Run silver using the --clean and --mwda flags.

silver --clean --mwda my:project:grammar

Note that --clean is not, strictly speaking, necessary, but the build system does not currently dirty enough grammars by default, and you may unexpectedly miss warnings from grammars it decides do not need to be re-analyzed.

Running the analysis will approximately double the Silver part of compile times… so perhaps a 40% increase over all. This will be fixed eventually. It’s just naively implemented at the moment.

Getting old code to satisfy the analysis

If you’re overwhelmed by warnings, you can fix them in the following order to keep things more sensible:

--warn-orphaned --warn-fwd

That is, fix the first, then add the next line to your compiler flags, etc. (We may actually build this ordering into the analysis eventually…) Always include --clean, of course.

The first line of warnings should be independent of each other. The next two flags enable warnings that could appear / disappear as earlier types of problems are discovered. The last warnings flag is a sort-of global analysis, so it can have oddly non-local effects (or get spammy) if you still have earlier warnings in the code.

Understanding the analysis in three easy steps

  1. A fundamental notion of the analysis is “exported by.” We consider the defining features of a declaration to be those things you always must have in the environment if you have that declaration in the environment.
  2. The expression problem must be solved: only production exported by a nonterminal can be non-forwarding, everything else is considered an extension (and thus, must forward to solve the expression problem, e.g. ensure semantics from extension A are defined on new syntax from independent extension B.)
  3. Synthesized attributes are “sorta” methods, and inherited attributes are “sorta” just method parameters. AG notation is wonderful in that this is inferred, but the analysis essentially dictates that whatever inherited dependencies that appear in equations that are exported by an attribute occurrence defines the set of inherited attributes usable by that attribute. In essence, errors about “exceeding the flow type” can be read as “this method does not have that parameter.”

Interpreting the warnings

In the following explanations we’ll say X “is exported by” Y, if Y appears in a grammar that is exported (or the same) grammar that X appears in.

Orphaned occurs

Occurs declarations must be exported by EITHER the attribute declaration or the nonterminal declaration.

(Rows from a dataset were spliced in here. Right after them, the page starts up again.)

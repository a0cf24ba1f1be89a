// src/db/models.rs

//! Data models for install database rows
//!
//! Each struct maps to one table and offers the same small set of
//! associated functions: `insert`, `find_*`, `delete` and `from_row`.

use crate::error::Result;
use crate::hash::Hash;
use crate::spec::{ConcreteGraph, ConcreteSpec};
use chrono::{DateTime, Utc};
use rusqlite::{Connection, OptionalExtension, Row, params};
use std::path::PathBuf;

/// Format tag written with every stored spec
pub const SPEC_FORMAT: &str = "spackle-spec-v1";

/// Stored spec formats this release can read
const READABLE_FORMATS: &[&str] = &[SPEC_FORMAT];

const RECORD_COLUMNS: &str = "hash, name, version, spec_format, spec_json, prefix, external, explicit, ref_count, installed_at";

fn conversion_error(
    column: usize,
    err: impl std::error::Error + Send + Sync + 'static,
) -> rusqlite::Error {
    rusqlite::Error::FromSqlConversionFailure(column, rusqlite::types::Type::Text, Box::new(err))
}

fn invalid_data(message: String) -> std::io::Error {
    std::io::Error::new(std::io::ErrorKind::InvalidData, message)
}

/// An installed concrete spec
#[derive(Debug, Clone, PartialEq)]
pub struct InstallRecord {
    pub hash: Hash,
    pub name: String,
    pub version: String,
    /// Subgraph rooted at this package, as concretized
    pub spec: ConcreteGraph,
    pub prefix: PathBuf,
    /// Provided by the site, never built or deleted by spackle
    pub external: bool,
    /// Requested by the user rather than pulled in as a dependency
    pub explicit: bool,
    /// Installed records that depend on this one
    pub ref_count: i64,
    pub installed_at: DateTime<Utc>,
}

impl InstallRecord {
    /// Create a record for a package of a concrete graph
    ///
    /// Returns `None` if the graph has no such package.
    pub fn new(graph: &ConcreteGraph, name: &str, prefix: PathBuf, explicit: bool) -> Option<Self> {
        let root = graph.spec(name)?;
        let node = root.node();
        Some(Self {
            hash: root.dag_hash(),
            name: node.name.clone(),
            version: node.version.to_string(),
            spec: graph.subgraph(name)?,
            prefix,
            external: node.is_external(),
            explicit,
            ref_count: 0,
            installed_at: Utc::now(),
        })
    }

    /// The installed package within its stored subgraph
    pub fn root(&self) -> Option<ConcreteSpec<'_>> {
        self.spec.spec(&self.name)
    }

    /// Insert this record into the database
    pub fn insert(&self, conn: &Connection) -> Result<()> {
        let spec_json = serde_json::to_string(&self.spec)?;
        conn.execute(
            "INSERT INTO installed (hash, name, version, spec_format, spec_json, prefix, external, explicit, ref_count, installed_at)
             VALUES (?1, ?2, ?3, ?4, ?5, ?6, ?7, ?8, ?9, ?10)",
            params![
                self.hash.as_str(),
                &self.name,
                &self.version,
                SPEC_FORMAT,
                spec_json,
                self.prefix.to_string_lossy(),
                self.external,
                self.explicit,
                self.ref_count,
                self.installed_at.to_rfc3339(),
            ],
        )?;
        Ok(())
    }

    /// Find a record by its full hash
    pub fn find_by_hash(conn: &Connection, hash: &Hash) -> Result<Option<Self>> {
        let mut stmt = conn.prepare(&format!(
            "SELECT {} FROM installed WHERE hash = ?1",
            RECORD_COLUMNS
        ))?;
        let record = stmt.query_row([hash.as_str()], Self::from_row).optional()?;
        Ok(record)
    }

    /// Find records whose hash starts with `prefix`
    pub fn find_by_hash_prefix(conn: &Connection, prefix: &str) -> Result<Vec<Self>> {
        let escaped = prefix.replace(['%', '_'], "");
        let mut stmt = conn.prepare(&format!(
            "SELECT {} FROM installed WHERE hash LIKE ?1 ORDER BY name, version",
            RECORD_COLUMNS
        ))?;
        let records = stmt
            .query_map([format!("{}%", escaped)], Self::from_row)?
            .collect::<std::result::Result<Vec<_>, _>>()?;
        Ok(records)
    }

    /// Find records by package name
    pub fn find_by_name(conn: &Connection, name: &str) -> Result<Vec<Self>> {
        let mut stmt = conn.prepare(&format!(
            "SELECT {} FROM installed WHERE name = ?1 ORDER BY installed_at, hash",
            RECORD_COLUMNS
        ))?;
        let records = stmt
            .query_map([name], Self::from_row)?
            .collect::<std::result::Result<Vec<_>, _>>()?;
        Ok(records)
    }

    /// List all records, optionally only explicit ones
    pub fn list_all(conn: &Connection, explicit_only: bool) -> Result<Vec<Self>> {
        let mut stmt = conn.prepare(&format!(
            "SELECT {} FROM installed WHERE explicit = 1 OR ?1 = 0 ORDER BY name, version, hash",
            RECORD_COLUMNS
        ))?;
        let records = stmt
            .query_map([explicit_only], Self::from_row)?
            .collect::<std::result::Result<Vec<_>, _>>()?;
        Ok(records)
    }

    /// Records that directly depend on `hash`
    pub fn find_dependents(conn: &Connection, hash: &Hash) -> Result<Vec<Self>> {
        let mut stmt = conn.prepare(&format!(
            "SELECT {} FROM installed
             WHERE hash IN (SELECT hash FROM installed_deps WHERE dep_hash = ?1)
             ORDER BY name, version",
            RECORD_COLUMNS
        ))?;
        let records = stmt
            .query_map([hash.as_str()], Self::from_row)?
            .collect::<std::result::Result<Vec<_>, _>>()?;
        Ok(records)
    }

    /// Hashes of the records `hash` directly depends on
    pub fn dependency_hashes(conn: &Connection, hash: &Hash) -> Result<Vec<String>> {
        let mut stmt =
            conn.prepare("SELECT dep_hash FROM installed_deps WHERE hash = ?1 ORDER BY dep_hash")?;
        let hashes = stmt
            .query_map([hash.as_str()], |row| row.get(0))?
            .collect::<std::result::Result<Vec<String>, _>>()?;
        Ok(hashes)
    }

    /// Record a dependency edge between two installed records
    pub fn insert_dependency(conn: &Connection, hash: &Hash, dep_hash: &Hash) -> Result<()> {
        conn.execute(
            "INSERT OR IGNORE INTO installed_deps (hash, dep_hash) VALUES (?1, ?2)",
            [hash.as_str(), dep_hash.as_str()],
        )?;
        Ok(())
    }

    /// Add `delta` to the reference count; returns the new count
    pub fn adjust_ref_count(conn: &Connection, hash: &str, delta: i64) -> Result<Option<i64>> {
        conn.execute(
            "UPDATE installed SET ref_count = MAX(ref_count + ?2, 0) WHERE hash = ?1",
            params![hash, delta],
        )?;
        let count = conn
            .query_row(
                "SELECT ref_count FROM installed WHERE hash = ?1",
                [hash],
                |row| row.get(0),
            )
            .optional()?;
        Ok(count)
    }

    pub fn set_explicit(conn: &Connection, hash: &Hash, explicit: bool) -> Result<()> {
        conn.execute(
            "UPDATE installed SET explicit = ?2 WHERE hash = ?1",
            params![hash.as_str(), explicit],
        )?;
        Ok(())
    }

    /// Delete a record and its outgoing dependency edges
    pub fn delete(conn: &Connection, hash: &Hash) -> Result<()> {
        conn.execute("DELETE FROM installed_deps WHERE hash = ?1", [hash.as_str()])?;
        conn.execute("DELETE FROM installed WHERE hash = ?1", [hash.as_str()])?;
        Ok(())
    }

    /// Convert a database row to an InstallRecord
    pub(crate) fn from_row(row: &Row) -> rusqlite::Result<Self> {
        let hash: String = row.get(0)?;
        let hash = Hash::new(hash).map_err(|e| conversion_error(0, e))?;

        let format: String = row.get(3)?;
        if !READABLE_FORMATS.contains(&format.as_str()) {
            return Err(conversion_error(
                3,
                invalid_data(format!("Unsupported stored spec format: {}", format)),
            ));
        }
        let spec_json: String = row.get(4)?;
        let spec: ConcreteGraph =
            serde_json::from_str(&spec_json).map_err(|e| conversion_error(4, e))?;

        let prefix: String = row.get(5)?;
        let installed_at: String = row.get(9)?;
        let installed_at = DateTime::parse_from_rfc3339(&installed_at)
            .map_err(|e| conversion_error(9, e))?
            .with_timezone(&Utc);

        Ok(Self {
            hash,
            name: row.get(1)?,
            version: row.get(2)?,
            spec,
            prefix: PathBuf::from(prefix),
            external: row.get(6)?,
            explicit: row.get(7)?,
            ref_count: row.get(8)?,
            installed_at,
        })
    }
}

/// A claim on a hash by a running builder
#[derive(Debug, Clone, PartialEq, Eq)]
pub struct InProgressMarker {
    pub hash: String,
    pub holder: String,
    pub acquired_at: DateTime<Utc>,
}

impl InProgressMarker {
    pub fn new(hash: &Hash, holder: &str) -> Self {
        Self {
            hash: hash.as_str().to_string(),
            holder: holder.to_string(),
            acquired_at: Utc::now(),
        }
    }

    pub fn insert(&self, conn: &Connection) -> Result<()> {
        conn.execute(
            "INSERT OR REPLACE INTO in_progress (hash, holder, acquired_at) VALUES (?1, ?2, ?3)",
            params![&self.hash, &self.holder, self.acquired_at.to_rfc3339()],
        )?;
        Ok(())
    }

    pub fn find(conn: &Connection, hash: &Hash) -> Result<Option<Self>> {
        let marker = conn
            .query_row(
                "SELECT hash, holder, acquired_at FROM in_progress WHERE hash = ?1",
                [hash.as_str()],
                Self::from_row,
            )
            .optional()?;
        Ok(marker)
    }

    /// Remove the marker for `hash`, whoever holds it
    pub fn delete(conn: &Connection, hash: &Hash) -> Result<()> {
        conn.execute("DELETE FROM in_progress WHERE hash = ?1", [hash.as_str()])?;
        Ok(())
    }

    /// Move the marker's timestamp to now if `holder` still owns it
    pub fn touch(conn: &Connection, hash: &Hash, holder: &str) -> Result<bool> {
        let updated = conn.execute(
            "UPDATE in_progress SET acquired_at = ?3 WHERE hash = ?1 AND holder = ?2",
            params![hash.as_str(), holder, Utc::now().to_rfc3339()],
        )?;
        Ok(updated > 0)
    }

    /// Remove the marker only if `holder` owns it
    pub fn release(conn: &Connection, hash: &Hash, holder: &str) -> Result<bool> {
        let removed = conn.execute(
            "DELETE FROM in_progress WHERE hash = ?1 AND holder = ?2",
            [hash.as_str(), holder],
        )?;
        Ok(removed > 0)
    }

    pub(crate) fn from_row(row: &Row) -> rusqlite::Result<Self> {
        let acquired_at: String = row.get(2)?;
        let acquired_at = DateTime::parse_from_rfc3339(&acquired_at)
            .map_err(|e| conversion_error(2, e))?
            .with_timezone(&Utc);
        Ok(Self {
            hash: row.get(0)?,
            holder: row.get(1)?,
            acquired_at,
        })
    }
}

Most likely, the declaration should be moved to one of those grammars.

Orphaned equation

Equations (that is, lhs.pp = "hi"; inside a production block) must be exported by either the occurs declaration (that is, attribute pp occurs on Expr) or by the production declaration (aspects do not count, of course.)

Most likely, the equations should be moved to one of those grammars.

Orphaned production

Productions should either by exported by their associated nonterminal declaration, or they should forward.

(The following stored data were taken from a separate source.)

// src/concretize/state.rs

//! Partial assignments explored by the concretizer
//!
//! A [`State`] maps package names to their accumulated constraints, the
//! concrete value chosen so far (if any) and the dependency edges expanded
//! from their recipes. Every entry sits behind an `Arc` and is copied on
//! write, so a checkpoint is a cheap clone of the maps and restoring one is
//! an assignment.

use super::conflict::Conflict;
use crate::config::Preferences;
use crate::repo::condition::{self, Truth};
use crate::repo::{DependencyDecl, RecipeDefinition, RepoCache};
use crate::spec::{
    AbstractSpec, ConcreteGraph, ConcreteNode, DepTypes, DependencyEdge, Unsatisfiable,
    VariantValue,
};
use crate::version::VersionConstraint;
use std::collections::{BTreeMap, BTreeSet};
use std::sync::Arc;

/// Read-only inputs shared by every step of one resolution
pub struct Context<'a> {
    pub repo: &'a RepoCache<'a>,
    pub prefs: &'a Preferences,
}

/// Who asked for a constraint, for diagnostics
#[derive(Debug, Clone, PartialEq, Eq)]
pub struct Origin {
    pub requirer: String,
    pub spec: AbstractSpec,
}

#[derive(Debug, Clone)]
pub struct NodeState {
    pub name: String,
    /// Local constraints; dependency constraints live on the edges' targets
    pub constraint: AbstractSpec,
    pub origins: Vec<Origin>,
    /// Chosen local fields; `dependencies` stays empty until the graph is built
    pub concrete: Option<ConcreteNode>,
    /// Reused or external: edges are fixed and recipe declarations ignored
    pub pinned: bool,
    pub edges: BTreeMap<String, DependencyEdge>,
    /// Dependency declarations already expanded or ruled out
    pub resolved_decls: BTreeSet<usize>,
    /// Discovery order, used to break ties between decisions
    pub order: usize,
}

impl NodeState {
    fn new(name: &str, order: usize) -> Self {
        Self {
            name: name.to_string(),
            constraint: AbstractSpec::named(name),
            origins: Vec::new(),
            concrete: None,
            pinned: false,
            edges: BTreeMap::new(),
            resolved_decls: BTreeSet::new(),
            order,
        }
    }

    /// `name@version`, or just the name while undecided
    pub fn label(&self) -> String {
        match &self.concrete {
            Some(node) => format!("{}@{}", node.name, node.version),
            None => self.name.clone(),
        }
    }
}

#[derive(Debug, Clone)]
pub struct VirtualState {
    pub name: String,
    pub constraint: AbstractSpec,
    pub origins: Vec<Origin>,
    /// Packages depending on the virtual, with the dependency types they use
    pub requesters: BTreeMap<String, DepTypes>,
    pub provider: Option<String>,
    pub order: usize,
}

/// A `^name` constraint that applies wherever `name` appears
#[derive(Debug, Clone)]
pub struct Requirement {
    pub origins: Vec<Origin>,
    /// Requested by a root, so the graph must contain the package
    pub must_appear: bool,
}

#[derive(Debug, Clone, Default)]
pub struct State {
    nodes: BTreeMap<String, Arc<NodeState>>,
    virtuals: BTreeMap<String, Arc<VirtualState>>,
    requirements: Arc<BTreeMap<String, Requirement>>,
    next_order: usize,
}

/// Strip a dependency's `name@versions` so it can constrain a provider
fn provider_view(spec: &AbstractSpec) -> AbstractSpec {
    AbstractSpec {
        name: None,
        versions: VersionConstraint::Any,
        dependencies: BTreeMap::new(),
        ..spec.clone()
    }
}

/// Whether a constraint says anything about the field an intersection failed on
fn touches(spec: &AbstractSpec, field: &str) -> bool {
    match field {
        "version" => !spec.versions.is_any(),
        "compiler" => spec.compiler.is_some(),
        "platform" => spec.arch.platform.is_some(),
        "os" => spec.arch.os.is_some(),
        "target" => spec.arch.target.is_some(),
        other => match other.strip_prefix("variant ") {
            Some(variant) => spec.variants.contains_key(variant),
            None => true,
        },
    }
}

fn conflicting(
    package: &str,
    error: &Unsatisfiable,
    origins: &[Origin],
    requirer: &str,
    spec: &AbstractSpec,
) -> Conflict {
    let mut constraints: Vec<(String, String)> = origins
        .iter()
        .filter(|o| touches(&o.spec, &error.field))
        .map(|o| (o.requirer.clone(), o.spec.to_string()))
        .collect();
    constraints.push((requirer.to_string(), spec.to_string()));
    constraints.dedup();
    Conflict::ConflictingConstraints {
        package: package.to_string(),
        field: error.field.clone(),
        constraints,
    }
}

Most likely, the production should forward, or be moved into the “host language” that is declaring the nonterminal.


Other options

Nonterminals that are purely concrete syntax, and not abstract, that only have, say an ast attribute on them can be declared closed (closed nonterminal Expr_c;) and then the production does not need to forward. This only really applies to concrete syntax (until you know what you’re doing!) because it prevents any new attributes from occurring on it (which is fine when all you need is ast.)

If the production does NOT have anything it can validly forward to, then either it is NOT a valid extension (according to Silver’s notion of extension) or the host language must be changed somehow. Optional components of a host language can be permitted by adding an optional export to the host language. (That is, host will add option some:modification;.)

Missing synthesized equation

Productions that do not forward must have equations specifying the value of every attribute that occurs on its associated nonterminal. Simply add the equation. It’s missing.

Missing inherited equation

This is slightly trickier. Silver will not require that all inherited attributes be supplied, as this is not possible in a modular way. Instead, it requires inherited equations be present that it suspects are necessary to evaluated (for example) synthesized attributes that are demanded.

Generally, the solution to these warnings is to add an equation for the inherited attribute. However, in some cases, the real solution may be to determine why Silver believes it needs an inherited attribute that you are certain it does not. This can be somewhat tricky, as the culprit could be anywhere. There does exist a --dump-flow-graph flag that produces a dot file, however this is typically too large to actually visualize. It might be useful to grep, however.

The analysis also tracks inherited attributes that are supplied in remote productions when using tree sharing - see this page for more details.

Errors involving references

Accessing an inherited attribute on a reference that doesn’t have that attribute is an error - e.g. accessing env on a Decorated Expr with {}. The reference type should include the attribute (Decorated Expr with {env}). Similarly accessing a synthesized attribute that depends on such an inherited attribute is also an error.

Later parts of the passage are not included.